> _Data provided_
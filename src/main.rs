mod app;
mod color;
mod data;
mod events;
mod state;
mod surface;
mod ui;

use std::cell::RefCell;
use std::path::PathBuf;
use std::rc::Rc;

use anyhow::Context;
use app::OctViewerApp;
use clap::Parser;
use eframe::egui;

use data::catalog::Catalog;
use state::Viewer;
use ui::canvas::Canvas;

#[derive(Parser, Debug)]
#[command(version, about = "Browse OCT volumes stored as .npy arrays")]
struct Args {
    /// Directory containing the volumes (*.npy).
    #[arg(default_value = ".")]
    data_dir: PathBuf,
}

fn main() -> anyhow::Result<()> {
    env_logger::init();

    let args = Args::parse();
    let catalog = Catalog::scan(&args.data_dir)?;
    let viewer = Viewer::open(catalog, Canvas::default()).context("loading the first volume")?;

    let options = eframe::NativeOptions {
        viewport: egui::ViewportBuilder::default()
            .with_inner_size([700.0, 700.0])
            .with_min_inner_size([400.0, 400.0]),
        ..Default::default()
    };

    let failure = Rc::new(RefCell::new(None));
    let app_failure = Rc::clone(&failure);
    eframe::run_native(
        "OCT Viewer",
        options,
        Box::new(move |cc| {
            cc.egui_ctx.set_visuals(egui::Visuals::light());
            cc.egui_ctx
                .style_mut(|style| style.visuals.panel_fill = color::BACKGROUND);
            Ok(Box::new(OctViewerApp::new(viewer, app_failure)))
        }),
    )
    .map_err(|e| anyhow::anyhow!("running the viewer window: {e}"))?;

    if let Some(err) = failure.take() {
        return Err(err);
    }
    Ok(())
}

> _Exercise description_
Give back the complete data exactly as supplied.

> _Completed task_
filename src/main.rs
mod app;
mod color;
mod data;
mod events;
mod state;
mod surface;
mod ui;

use std::cell::RefCell;
use std::path::PathBuf;
use std::rc::Rc;

use anyhow::Context;
use app::OctViewerApp;
use clap::Parser;
use eframe::egui;

use data::catalog::Catalog;
use state::Viewer;
use ui::canvas::Canvas;

#[derive(Parser, Debug)]
#[command(version, about = "Browse OCT volumes stored as .npy arrays")]
struct Args {
    /// Directory containing the volumes (*.npy).
    #[arg(default_value = ".")]
    data_dir: PathBuf,
}

fn main() -> anyhow::Result<()> {
    env_logger::init();

    let args = Args::parse();
    let catalog = Catalog::scan(&args.data_dir)?;
    let viewer = Viewer::open(catalog, Canvas::default()).context("loading the first volume")?;

    let options = eframe::NativeOptions {
        viewport: egui::ViewportBuilder::default()
            .with_inner_size([700.0, 700.0])
            .with_min_inner_size([400.0, 400.0]),
        ..Default::default()
    };

    let failure = Rc::new(RefCell::new(None));
    let app_failure = Rc::clone(&failure);
    eframe::run_native(
        "OCT Viewer",
        options,
        Box::new(move |cc| {
            cc.egui_ctx.set_visuals(egui::Visuals::light());
            cc.egui_ctx
                .style_mut(|style| style.visuals.panel_fill = color::BACKGROUND);
            Ok(Box::new(OctViewerApp::new(viewer, app_failure)))
        }),
    )
    .map_err(|e| anyhow::anyhow!("running the viewer window: {e}"))?;

    if let Some(err) = failure.take() {
        return Err(err);
    }
    Ok(())
}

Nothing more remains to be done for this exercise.